-------- Given entries
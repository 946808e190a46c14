//! Pure progression logic for Storefront.
//!
//! This crate contains the progression rules that are independent of any
//! session, transport, or entity storage. Functions take plain data and
//! return results, so the authoritative store, the observer mirrors and the
//! headless harness all share one implementation.
//!
//! # Module Overview
//!
//! | Module | Purpose |
//! |--------|---------|
//! | [`buffs`] | Buff records and the merge/decay ledger |
//! | [`constants`] | Slot counts, rent interval, calendar step and draw limits |
//! | [`effects`] | Stat kinds, modifier composition, event snapshot map |
//! | [`events`] | Day-scoped event modifiers and the event calendar |
//! | [`quests`] | Quest content, progress state machine, progress signals |
//! | [`selection`] | Weighted quest selection and calendar placement |
//! | [`upgrades`] | Upgrade tracks, pricing, deferred commit ledger |

pub mod buffs;
pub mod constants;
pub mod effects;
pub mod events;
pub mod quests;
pub mod selection;
pub mod upgrades;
----------------
In the records above, find every line containing the word "selection" and show it.

**Answer section:**
//! | [`selection`] | Weighted quest selection and calendar placement |
pub mod selection;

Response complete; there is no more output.